About this task ->
Among the entries below, count the lines with "crates" in them and state the total without comment.

Data for this exercise ->
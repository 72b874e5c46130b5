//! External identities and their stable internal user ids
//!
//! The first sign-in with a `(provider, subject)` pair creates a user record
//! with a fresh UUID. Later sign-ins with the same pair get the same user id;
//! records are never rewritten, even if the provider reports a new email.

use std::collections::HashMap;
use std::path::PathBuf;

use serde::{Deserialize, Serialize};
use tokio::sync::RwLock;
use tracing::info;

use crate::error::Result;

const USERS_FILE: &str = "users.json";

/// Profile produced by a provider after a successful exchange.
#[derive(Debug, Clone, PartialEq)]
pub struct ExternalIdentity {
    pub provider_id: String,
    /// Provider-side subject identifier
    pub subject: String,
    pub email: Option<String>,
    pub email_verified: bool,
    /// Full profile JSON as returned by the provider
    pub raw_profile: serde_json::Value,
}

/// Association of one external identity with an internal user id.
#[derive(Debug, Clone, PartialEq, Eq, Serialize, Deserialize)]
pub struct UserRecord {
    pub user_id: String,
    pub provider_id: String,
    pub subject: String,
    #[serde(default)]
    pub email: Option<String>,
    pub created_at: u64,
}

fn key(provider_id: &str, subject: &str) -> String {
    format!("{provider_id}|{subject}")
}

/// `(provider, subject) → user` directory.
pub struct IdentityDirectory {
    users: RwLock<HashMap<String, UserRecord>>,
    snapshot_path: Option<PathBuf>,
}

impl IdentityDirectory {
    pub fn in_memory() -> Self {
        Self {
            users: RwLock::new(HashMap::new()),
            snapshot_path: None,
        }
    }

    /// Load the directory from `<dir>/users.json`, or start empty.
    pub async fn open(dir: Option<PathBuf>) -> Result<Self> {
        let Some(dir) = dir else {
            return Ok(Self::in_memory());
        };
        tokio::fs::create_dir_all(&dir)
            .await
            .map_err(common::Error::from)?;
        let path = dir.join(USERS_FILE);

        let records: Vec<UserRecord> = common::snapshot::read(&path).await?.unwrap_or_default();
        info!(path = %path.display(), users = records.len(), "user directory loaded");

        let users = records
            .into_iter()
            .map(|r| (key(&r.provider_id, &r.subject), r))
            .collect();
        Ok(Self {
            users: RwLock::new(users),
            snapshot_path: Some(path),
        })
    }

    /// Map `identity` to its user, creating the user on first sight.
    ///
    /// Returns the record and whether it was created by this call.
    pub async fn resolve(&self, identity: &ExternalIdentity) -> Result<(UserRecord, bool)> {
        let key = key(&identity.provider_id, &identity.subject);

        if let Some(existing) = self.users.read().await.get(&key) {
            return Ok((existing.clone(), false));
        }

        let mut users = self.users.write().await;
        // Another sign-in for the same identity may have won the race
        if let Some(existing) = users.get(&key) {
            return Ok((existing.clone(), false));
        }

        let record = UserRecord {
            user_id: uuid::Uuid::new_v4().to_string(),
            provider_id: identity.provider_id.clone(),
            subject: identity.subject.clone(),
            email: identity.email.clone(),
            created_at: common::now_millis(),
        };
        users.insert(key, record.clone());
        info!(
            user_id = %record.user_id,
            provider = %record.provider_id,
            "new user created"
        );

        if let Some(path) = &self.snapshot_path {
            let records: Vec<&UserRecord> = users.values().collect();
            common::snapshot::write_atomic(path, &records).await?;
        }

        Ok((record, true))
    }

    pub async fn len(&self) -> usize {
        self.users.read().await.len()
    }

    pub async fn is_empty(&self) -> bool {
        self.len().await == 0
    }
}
--
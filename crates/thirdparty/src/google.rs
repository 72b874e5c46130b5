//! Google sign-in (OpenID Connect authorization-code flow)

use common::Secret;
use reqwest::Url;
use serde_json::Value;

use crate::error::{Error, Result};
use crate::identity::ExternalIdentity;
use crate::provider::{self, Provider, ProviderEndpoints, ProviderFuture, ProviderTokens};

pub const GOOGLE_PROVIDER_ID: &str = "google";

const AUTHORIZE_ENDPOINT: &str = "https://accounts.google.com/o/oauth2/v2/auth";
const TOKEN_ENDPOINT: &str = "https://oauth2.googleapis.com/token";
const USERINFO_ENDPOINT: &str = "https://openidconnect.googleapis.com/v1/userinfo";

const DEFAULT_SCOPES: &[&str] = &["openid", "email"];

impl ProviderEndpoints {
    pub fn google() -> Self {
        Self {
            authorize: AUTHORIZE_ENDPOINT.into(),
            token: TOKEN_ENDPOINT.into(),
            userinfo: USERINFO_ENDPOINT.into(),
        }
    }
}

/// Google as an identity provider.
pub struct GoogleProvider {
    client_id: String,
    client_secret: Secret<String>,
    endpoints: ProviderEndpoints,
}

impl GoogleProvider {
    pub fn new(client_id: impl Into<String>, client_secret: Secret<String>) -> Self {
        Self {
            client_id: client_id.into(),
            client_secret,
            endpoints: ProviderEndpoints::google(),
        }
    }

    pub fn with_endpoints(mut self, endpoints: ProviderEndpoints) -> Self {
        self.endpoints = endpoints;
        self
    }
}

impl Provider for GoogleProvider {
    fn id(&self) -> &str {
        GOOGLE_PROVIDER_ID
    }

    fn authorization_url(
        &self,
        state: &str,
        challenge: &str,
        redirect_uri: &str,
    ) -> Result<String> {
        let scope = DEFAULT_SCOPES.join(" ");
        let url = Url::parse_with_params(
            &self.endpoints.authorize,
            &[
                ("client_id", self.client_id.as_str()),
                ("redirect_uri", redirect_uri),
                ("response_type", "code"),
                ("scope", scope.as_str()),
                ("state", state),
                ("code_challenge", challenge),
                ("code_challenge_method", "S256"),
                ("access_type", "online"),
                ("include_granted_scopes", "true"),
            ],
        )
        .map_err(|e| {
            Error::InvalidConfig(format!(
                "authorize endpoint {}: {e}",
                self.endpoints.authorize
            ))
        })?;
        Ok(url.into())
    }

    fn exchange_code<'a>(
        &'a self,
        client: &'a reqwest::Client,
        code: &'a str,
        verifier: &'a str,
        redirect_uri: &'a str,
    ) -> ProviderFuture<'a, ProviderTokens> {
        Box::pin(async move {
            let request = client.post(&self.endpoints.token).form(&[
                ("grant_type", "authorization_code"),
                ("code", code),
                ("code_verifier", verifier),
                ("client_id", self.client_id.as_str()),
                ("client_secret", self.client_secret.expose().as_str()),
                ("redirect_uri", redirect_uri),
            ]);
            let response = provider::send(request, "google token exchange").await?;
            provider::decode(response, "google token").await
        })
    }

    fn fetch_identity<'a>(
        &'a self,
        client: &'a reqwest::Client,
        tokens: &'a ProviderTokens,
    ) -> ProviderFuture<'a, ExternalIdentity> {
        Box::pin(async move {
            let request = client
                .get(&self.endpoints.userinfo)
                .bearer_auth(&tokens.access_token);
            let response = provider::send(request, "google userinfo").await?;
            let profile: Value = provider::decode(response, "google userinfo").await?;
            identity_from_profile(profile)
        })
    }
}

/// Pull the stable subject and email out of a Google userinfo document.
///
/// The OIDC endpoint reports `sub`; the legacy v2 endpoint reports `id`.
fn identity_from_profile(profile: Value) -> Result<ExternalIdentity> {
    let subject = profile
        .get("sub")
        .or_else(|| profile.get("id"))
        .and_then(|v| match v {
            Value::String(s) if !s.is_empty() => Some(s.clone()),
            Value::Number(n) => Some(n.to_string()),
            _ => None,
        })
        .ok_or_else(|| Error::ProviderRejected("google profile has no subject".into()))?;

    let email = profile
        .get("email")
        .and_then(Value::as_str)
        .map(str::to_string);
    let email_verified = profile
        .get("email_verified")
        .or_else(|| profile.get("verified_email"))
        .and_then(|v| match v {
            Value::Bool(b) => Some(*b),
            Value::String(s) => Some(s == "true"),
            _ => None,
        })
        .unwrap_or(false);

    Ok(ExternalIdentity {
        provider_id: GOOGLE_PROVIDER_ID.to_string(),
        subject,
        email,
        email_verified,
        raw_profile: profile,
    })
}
* * *
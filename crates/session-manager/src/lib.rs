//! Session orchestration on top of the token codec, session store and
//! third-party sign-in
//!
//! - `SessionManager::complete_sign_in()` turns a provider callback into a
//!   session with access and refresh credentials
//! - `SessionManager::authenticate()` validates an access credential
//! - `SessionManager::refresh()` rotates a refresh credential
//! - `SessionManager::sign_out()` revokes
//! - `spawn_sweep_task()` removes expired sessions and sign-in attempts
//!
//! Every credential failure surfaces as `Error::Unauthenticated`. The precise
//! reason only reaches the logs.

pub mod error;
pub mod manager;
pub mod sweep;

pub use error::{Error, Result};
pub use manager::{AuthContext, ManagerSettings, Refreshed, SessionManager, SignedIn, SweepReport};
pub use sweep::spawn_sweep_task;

Problem solution ->
2